> _To do_
In the entries below, how many lines include "amount"? Reply with the number and nothing more.

> _Records to use_
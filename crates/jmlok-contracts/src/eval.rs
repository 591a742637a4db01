//! Tri-state evaluation of contract expressions.
//!
//! Nothing is executed and no variable is looked up. Names, `null` and any
//! other non-literal leaf are free: a free leaf on its own reads as false,
//! and any comparison touching one is indeterminate. `&&` holds only when
//! both sides are definitely true; `||` when either side is. JML singletons
//! such as `\result` or `\nothing` count as true. Under these rules
//! `x > 0` is indeterminate and `true && x` is false.

use jmlok_ast::{BinaryOp, Expr, ExprKind};

/// Outcome of evaluating a boolean contract expression
#[derive(Debug, Clone, Copy, PartialEq, Eq, Hash)]
pub enum Truth {
    True,
    False,
    Indeterminate,
}

impl Truth {
    pub fn is_true(self) -> bool {
        self == Truth::True
    }
}

impl From<bool> for Truth {
    fn from(value: bool) -> Self {
        if value {
            Truth::True
        } else {
            Truth::False
        }
    }
}

/// Intermediate value of a subexpression
#[derive(Debug, Clone, Copy, PartialEq)]
enum Value {
    Int(i64),
    Bool(bool),
    /// Identifier, field access, `null`
    Free,
    Indeterminate,
}

impl Value {
    fn is_definitely_true(self) -> bool {
        self == Value::Bool(true)
    }
}

/// Evaluate a contract expression
pub fn evaluate(expr: &Expr) -> Truth {
    match value_of(expr) {
        Value::Bool(b) => Truth::from(b),
        Value::Free => Truth::False,
        Value::Int(_) | Value::Indeterminate => Truth::Indeterminate,
    }
}

/// Does the clause hold no matter what the free names stand for?
pub fn is_trivially_true(expr: &Expr) -> bool {
    evaluate(expr).is_true()
}

fn value_of(expr: &Expr) -> Value {
    match &expr.kind {
        ExprKind::Bool(b) => Value::Bool(*b),
        ExprKind::Integer(text) => parse_int(text).map_or(Value::Indeterminate, Value::Int),
        ExprKind::Singleton(_) => Value::Bool(true),
        ExprKind::Paren(inner) => value_of(inner),
        ExprKind::Ident(_) | ExprKind::This | ExprKind::Field { .. } | ExprKind::Null => Value::Free,
        ExprKind::Binary { op, left, right } => binary(*op, value_of(left), value_of(right)),
        _ => Value::Indeterminate,
    }
}

fn binary(op: BinaryOp, left: Value, right: Value) -> Value {
    match op {
        BinaryOp::And => Value::Bool(left.is_definitely_true() && right.is_definitely_true()),
        BinaryOp::Or => Value::Bool(left.is_definitely_true() || right.is_definitely_true()),
        BinaryOp::Eq | BinaryOp::NotEq => match (left, right) {
            (Value::Int(l), Value::Int(r)) => Value::Bool((l == r) == (op == BinaryOp::Eq)),
            (Value::Bool(l), Value::Bool(r)) => Value::Bool((l == r) == (op == BinaryOp::Eq)),
            _ => Value::Indeterminate,
        },
        BinaryOp::Lt | BinaryOp::Gt | BinaryOp::LtEq | BinaryOp::GtEq => match (left, right) {
            (Value::Int(l), Value::Int(r)) => Value::Bool(match op {
                BinaryOp::Lt => l < r,
                BinaryOp::Gt => l > r,
                BinaryOp::LtEq => l <= r,
                _ => l >= r,
            }),
            _ => Value::Indeterminate,
        },
        _ => Value::Indeterminate,
    }
}

/// Decimal, hex, octal or binary Java integer literal, with `_` separators
/// and an optional `L` suffix
fn parse_int(text: &str) -> Option<i64> {
    let digits: String = text
        .trim_end_matches(['l', 'L'])
        .chars()
        .filter(|c| *c != '_')
        .collect();

    if let Some(hex) = digits.strip_prefix("0x").or_else(|| digits.strip_prefix("0X")) {
        i64::from_str_radix(hex, 16).ok()
    } else if let Some(bin) = digits.strip_prefix("0b").or_else(|| digits.strip_prefix("0B")) {
        i64::from_str_radix(bin, 2).ok()
    } else if digits.len() > 1 && digits.starts_with('0') {
        i64::from_str_radix(&digits[1..], 8).ok()
    } else {
        digits.parse().ok()
    }
}

#[cfg(test)]
mod tests {
    use super::*;
    use pretty_assertions::assert_eq;

    fn expr(source: &str) -> Expr {
        // Wrap in a requires clause and take it back out
        let file = format!("class T {{ //@ requires {};\n void m() {{}} }}", source);
        let (unit, errors) = jmlok_parser::parse(&file);
        assert!(errors.is_empty(), "Errors: {:?}", errors);
        let method = &unit.types[0].methods[0];
        let clause = method.requires_clauses().next().unwrap();
        (*clause.condition).clone()
    }

    #[test]
    fn test_literals() {
        assert_eq!(evaluate(&expr("true")), Truth::True);
        assert_eq!(evaluate(&expr("false")), Truth::False);
        assert_eq!(evaluate(&expr("(true)")), Truth::True);
        assert_eq!(evaluate(&expr("\\result")), Truth::True);
        assert_eq!(evaluate(&expr("1")), Truth::Indeterminate);
    }

    #[test]
    fn test_logical_operators() {
        assert_eq!(evaluate(&expr("true && true")), Truth::True);
        assert_eq!(evaluate(&expr("true && false")), Truth::False);
        assert_eq!(evaluate(&expr("false || false")), Truth::False);
        assert_eq!(evaluate(&expr("false || true")), Truth::True);
        assert_eq!(evaluate(&expr("(false || true) && \\nothing")), Truth::True);
    }

    #[test]
    fn test_free_identifiers() {
        assert_eq!(evaluate(&expr("x")), Truth::False);
        assert_eq!(evaluate(&expr("this.balance")), Truth::False);
        assert_eq!(evaluate(&expr("x > 0")), Truth::Indeterminate);
        assert_eq!(evaluate(&expr("x != null")), Truth::Indeterminate);
        assert_eq!(evaluate(&expr("true && x")), Truth::False);
        assert_eq!(evaluate(&expr("x || true")), Truth::True);
        // An indeterminate side is never definitely true
        assert_eq!(evaluate(&expr("x > 0 && true")), Truth::False);
    }

    #[test]
    fn test_comparisons() {
        assert_eq!(evaluate(&expr("1 < 2")), Truth::True);
        assert_eq!(evaluate(&expr("2 <= 1")), Truth::False);
        assert_eq!(evaluate(&expr("0x10 == 16")), Truth::True);
        assert_eq!(evaluate(&expr("true == false")), Truth::False);
        assert_eq!(evaluate(&expr("true != false")), Truth::True);
        assert_eq!(evaluate(&expr("true < 1")), Truth::Indeterminate);
        assert_eq!(evaluate(&expr("(1 < 2) == true")), Truth::True);
    }

    #[test]
    fn test_unrecognized_is_indeterminate() {
        assert_eq!(evaluate(&expr("!false")), Truth::Indeterminate);
        assert_eq!(evaluate(&expr("size()")), Truth::Indeterminate);
        assert_eq!(evaluate(&expr("a ==> b")), Truth::Indeterminate);
    }

    #[test]
    fn test_trivially_true() {
        assert!(is_trivially_true(&expr("true")));
        assert!(is_trivially_true(&expr("true || amount > 0")));
        assert!(!is_trivially_true(&expr("amount > 0")));
    }

    #[test]
    fn test_parse_int() {
        assert_eq!(parse_int("42"), Some(42));
        assert_eq!(parse_int("1_000L"), Some(1000));
        assert_eq!(parse_int("0xFF"), Some(255));
        assert_eq!(parse_int("0b101"), Some(5));
        assert_eq!(parse_int("017"), Some(15));
        assert_eq!(parse_int("0"), Some(0));
    }
}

> _Response for this exercise_
2